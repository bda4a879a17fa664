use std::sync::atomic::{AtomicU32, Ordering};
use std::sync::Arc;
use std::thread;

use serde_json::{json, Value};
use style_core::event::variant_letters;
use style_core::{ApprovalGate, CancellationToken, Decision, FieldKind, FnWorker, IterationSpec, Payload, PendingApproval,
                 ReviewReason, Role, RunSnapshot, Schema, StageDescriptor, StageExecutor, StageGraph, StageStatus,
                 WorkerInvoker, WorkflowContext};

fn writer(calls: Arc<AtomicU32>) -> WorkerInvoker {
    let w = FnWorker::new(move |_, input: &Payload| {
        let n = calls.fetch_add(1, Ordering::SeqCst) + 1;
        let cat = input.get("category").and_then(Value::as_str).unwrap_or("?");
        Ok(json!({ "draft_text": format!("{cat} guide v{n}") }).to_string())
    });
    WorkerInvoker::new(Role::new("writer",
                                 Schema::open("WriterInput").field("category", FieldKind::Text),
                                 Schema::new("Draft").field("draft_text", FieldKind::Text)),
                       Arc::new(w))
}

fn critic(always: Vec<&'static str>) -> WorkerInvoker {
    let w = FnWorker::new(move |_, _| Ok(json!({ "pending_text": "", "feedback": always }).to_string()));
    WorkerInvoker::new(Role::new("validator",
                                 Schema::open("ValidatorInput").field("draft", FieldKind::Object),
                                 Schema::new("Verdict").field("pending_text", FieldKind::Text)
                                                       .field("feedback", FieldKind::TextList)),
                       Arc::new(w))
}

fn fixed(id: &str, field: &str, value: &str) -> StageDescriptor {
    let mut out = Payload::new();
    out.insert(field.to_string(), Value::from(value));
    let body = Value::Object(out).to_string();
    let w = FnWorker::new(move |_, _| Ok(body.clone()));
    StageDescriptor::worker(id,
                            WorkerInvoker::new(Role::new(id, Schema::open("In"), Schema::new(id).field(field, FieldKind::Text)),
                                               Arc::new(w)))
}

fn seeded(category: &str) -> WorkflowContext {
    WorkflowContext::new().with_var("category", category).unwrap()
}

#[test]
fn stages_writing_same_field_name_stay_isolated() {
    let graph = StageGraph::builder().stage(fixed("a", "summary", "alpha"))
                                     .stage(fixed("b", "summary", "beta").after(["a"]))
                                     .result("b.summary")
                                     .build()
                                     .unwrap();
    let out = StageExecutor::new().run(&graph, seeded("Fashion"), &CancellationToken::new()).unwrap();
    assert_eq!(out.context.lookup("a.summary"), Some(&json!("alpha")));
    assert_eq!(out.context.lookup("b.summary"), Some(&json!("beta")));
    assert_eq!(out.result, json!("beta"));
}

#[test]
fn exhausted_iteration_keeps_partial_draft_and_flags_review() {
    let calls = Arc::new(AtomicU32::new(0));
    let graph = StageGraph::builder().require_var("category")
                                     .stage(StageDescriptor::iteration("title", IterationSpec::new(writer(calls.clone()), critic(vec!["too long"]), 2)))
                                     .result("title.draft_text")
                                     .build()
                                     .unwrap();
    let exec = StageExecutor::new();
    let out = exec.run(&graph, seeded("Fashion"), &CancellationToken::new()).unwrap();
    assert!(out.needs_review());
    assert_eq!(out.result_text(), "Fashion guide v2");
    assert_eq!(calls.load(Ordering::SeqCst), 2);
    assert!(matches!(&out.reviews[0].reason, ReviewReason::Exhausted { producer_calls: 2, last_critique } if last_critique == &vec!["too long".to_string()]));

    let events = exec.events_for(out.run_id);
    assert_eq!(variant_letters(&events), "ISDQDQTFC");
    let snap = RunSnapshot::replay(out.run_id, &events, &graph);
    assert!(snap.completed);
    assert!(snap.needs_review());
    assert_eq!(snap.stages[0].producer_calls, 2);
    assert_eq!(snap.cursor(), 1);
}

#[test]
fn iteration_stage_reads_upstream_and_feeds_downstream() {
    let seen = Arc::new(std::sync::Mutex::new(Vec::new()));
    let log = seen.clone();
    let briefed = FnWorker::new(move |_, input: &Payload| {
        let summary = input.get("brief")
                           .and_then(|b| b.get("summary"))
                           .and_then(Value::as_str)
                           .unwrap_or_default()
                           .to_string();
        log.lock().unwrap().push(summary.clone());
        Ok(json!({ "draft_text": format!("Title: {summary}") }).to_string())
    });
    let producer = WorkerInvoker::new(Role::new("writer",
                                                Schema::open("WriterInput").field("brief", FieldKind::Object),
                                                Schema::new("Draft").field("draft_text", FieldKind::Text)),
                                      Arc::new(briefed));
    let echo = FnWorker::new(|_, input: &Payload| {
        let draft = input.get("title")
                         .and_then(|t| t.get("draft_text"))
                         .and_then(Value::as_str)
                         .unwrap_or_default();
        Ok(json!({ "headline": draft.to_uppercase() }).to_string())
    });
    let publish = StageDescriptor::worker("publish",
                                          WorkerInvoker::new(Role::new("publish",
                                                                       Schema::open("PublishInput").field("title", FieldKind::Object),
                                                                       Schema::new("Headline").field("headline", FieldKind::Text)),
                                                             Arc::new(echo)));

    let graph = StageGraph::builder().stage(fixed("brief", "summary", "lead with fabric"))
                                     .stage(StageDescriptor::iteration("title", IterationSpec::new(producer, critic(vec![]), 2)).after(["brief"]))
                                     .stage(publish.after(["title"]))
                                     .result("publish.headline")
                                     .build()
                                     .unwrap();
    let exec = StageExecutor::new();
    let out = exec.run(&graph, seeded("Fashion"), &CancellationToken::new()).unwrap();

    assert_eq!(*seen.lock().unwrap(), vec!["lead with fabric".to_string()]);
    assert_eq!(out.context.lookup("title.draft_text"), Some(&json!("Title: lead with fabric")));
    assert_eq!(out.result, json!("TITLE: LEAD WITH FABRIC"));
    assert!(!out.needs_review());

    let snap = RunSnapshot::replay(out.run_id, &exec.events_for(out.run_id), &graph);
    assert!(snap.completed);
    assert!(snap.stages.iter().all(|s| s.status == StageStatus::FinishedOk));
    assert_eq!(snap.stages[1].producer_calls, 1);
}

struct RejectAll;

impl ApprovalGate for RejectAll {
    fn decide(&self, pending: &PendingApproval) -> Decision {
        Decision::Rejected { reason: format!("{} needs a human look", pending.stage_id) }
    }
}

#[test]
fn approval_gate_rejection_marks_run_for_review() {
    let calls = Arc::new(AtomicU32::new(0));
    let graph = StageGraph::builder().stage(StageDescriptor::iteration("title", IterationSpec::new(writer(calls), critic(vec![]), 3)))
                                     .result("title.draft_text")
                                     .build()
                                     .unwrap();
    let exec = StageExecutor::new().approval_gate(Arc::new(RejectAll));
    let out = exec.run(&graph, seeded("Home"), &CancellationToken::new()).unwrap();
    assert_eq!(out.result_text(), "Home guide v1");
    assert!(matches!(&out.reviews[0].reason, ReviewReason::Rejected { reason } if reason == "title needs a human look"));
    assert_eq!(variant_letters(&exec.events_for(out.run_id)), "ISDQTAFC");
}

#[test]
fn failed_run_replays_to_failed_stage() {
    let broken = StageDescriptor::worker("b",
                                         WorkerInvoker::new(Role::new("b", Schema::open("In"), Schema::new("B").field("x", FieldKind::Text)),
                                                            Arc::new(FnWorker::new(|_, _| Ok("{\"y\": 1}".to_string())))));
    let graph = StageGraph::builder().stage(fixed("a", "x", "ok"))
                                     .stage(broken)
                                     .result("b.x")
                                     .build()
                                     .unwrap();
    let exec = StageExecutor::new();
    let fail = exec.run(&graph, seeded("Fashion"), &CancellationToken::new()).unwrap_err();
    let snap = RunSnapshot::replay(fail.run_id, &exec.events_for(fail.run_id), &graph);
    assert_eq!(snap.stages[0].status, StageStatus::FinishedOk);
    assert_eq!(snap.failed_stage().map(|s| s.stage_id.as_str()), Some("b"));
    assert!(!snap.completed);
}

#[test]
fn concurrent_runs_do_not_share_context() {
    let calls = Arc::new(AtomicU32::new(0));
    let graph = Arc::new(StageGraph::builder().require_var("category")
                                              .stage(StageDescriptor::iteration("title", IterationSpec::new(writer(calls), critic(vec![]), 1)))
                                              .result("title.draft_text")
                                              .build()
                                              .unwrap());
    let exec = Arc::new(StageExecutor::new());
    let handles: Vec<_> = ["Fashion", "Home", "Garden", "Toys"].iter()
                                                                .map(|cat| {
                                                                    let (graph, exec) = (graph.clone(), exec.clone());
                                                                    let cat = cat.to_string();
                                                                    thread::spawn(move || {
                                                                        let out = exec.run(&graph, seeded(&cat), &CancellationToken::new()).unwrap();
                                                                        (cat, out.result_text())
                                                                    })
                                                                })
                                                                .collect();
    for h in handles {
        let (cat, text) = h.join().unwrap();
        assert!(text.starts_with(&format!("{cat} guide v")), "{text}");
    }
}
********************
* _What you will do_:
The lines needed are those in the data above that hold the string "IterationSpec"; copy each of them.

* _Task response_:
use style_core::{ApprovalGate, CancellationToken, Decision, FieldKind, FnWorker, IterationSpec, Payload, PendingApproval,
                                     .stage(StageDescriptor::iteration("title", IterationSpec::new(writer(calls.clone()), critic(vec!["too long"]), 2)))
                                     .stage(StageDescriptor::iteration("title", IterationSpec::new(producer, critic(vec![]), 2)).after(["brief"]))
    let graph = StageGraph::builder().stage(StageDescriptor::iteration("title", IterationSpec::new(writer(calls), critic(vec![]), 3)))
                                              .stage(StageDescriptor::iteration("title", IterationSpec::new(writer(calls), critic(vec![]), 1)))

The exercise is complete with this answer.